> [What you have to do]: The answer must be every record below, reproduced exactly.
*** Record set ***
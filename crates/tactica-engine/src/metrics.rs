//! Cumulative counters for a battlefield session.
//!
//! [`BoardMetrics`] is updated by [`Battlefield`](crate::Battlefield) as it
//! commits requests and rebuilds highlights; consumers (telemetry, debug
//! overlays, benches) read a copy via
//! [`Battlefield::metrics`](crate::Battlefield::metrics).

/// Counters accumulated since the battlefield was created.
#[derive(Clone, Copy, Debug, Default, PartialEq, Eq)]
pub struct BoardMetrics {
    /// Units placed on the board.
    pub units_spawned: u64,
    /// Units removed from the board.
    pub units_despawned: u64,
    /// Moves committed.
    pub moves_committed: u64,
    /// Moves declined for any reason.
    pub moves_rejected: u64,
    /// In-place rotations committed.
    pub rotations_committed: u64,
    /// In-place rotations declined.
    pub rotations_rejected: u64,
    /// Highlight rebuilds performed.
    pub highlight_rebuilds: u64,
    /// Selection refreshes skipped because nothing relevant changed.
    pub highlight_rebuilds_skipped: u64,
    /// Total cells marked across all rebuilds.
    pub cells_marked: u64,
    /// Total cells cleared across all rebuilds.
    pub cells_cleared: u64,
    /// Overlay geometry rebuilds.
    pub overlay_rebuilds: u64,
}

impl BoardMetrics {
    /// Committed over attempted moves, or `None` before the first attempt.
    pub fn move_acceptance(&self) -> Option<f64> {
        let attempts = self.moves_committed + self.moves_rejected;
        (attempts > 0).then(|| self.moves_committed as f64 / attempts as f64)
    }
}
*** End of Record set ***
> [Response to the task]:
filename crates/tactica-engine/src/metrics.rs
//! Cumulative counters for a battlefield session.
//!
//! [`BoardMetrics`] is updated by [`Battlefield`](crate::Battlefield) as it
//! commits requests and rebuilds highlights; consumers (telemetry, debug
//! overlays, benches) read a copy via
//! [`Battlefield::metrics`](crate::Battlefield::metrics).

/// Counters accumulated since the battlefield was created.
#[derive(Clone, Copy, Debug, Default, PartialEq, Eq)]
pub struct BoardMetrics {
    /// Units placed on the board.
    pub units_spawned: u64,
    /// Units removed from the board.
    pub units_despawned: u64,
    /// Moves committed.
    pub moves_committed: u64,
    /// Moves declined for any reason.
    pub moves_rejected: u64,
    /// In-place rotations committed.
    pub rotations_committed: u64,
    /// In-place rotations declined.
    pub rotations_rejected: u64,
    /// Highlight rebuilds performed.
    pub highlight_rebuilds: u64,
    /// Selection refreshes skipped because nothing relevant changed.
    pub highlight_rebuilds_skipped: u64,
    /// Total cells marked across all rebuilds.
    pub cells_marked: u64,
    /// Total cells cleared across all rebuilds.
    pub cells_cleared: u64,
    /// Overlay geometry rebuilds.
    pub overlay_rebuilds: u64,
}

impl BoardMetrics {
    /// Committed over attempted moves, or `None` before the first attempt.
    pub fn move_acceptance(&self) -> Option<f64> {
        let attempts = self.moves_committed + self.moves_rejected;
        (attempts > 0).then(|| self.moves_committed as f64 / attempts as f64)
    }
}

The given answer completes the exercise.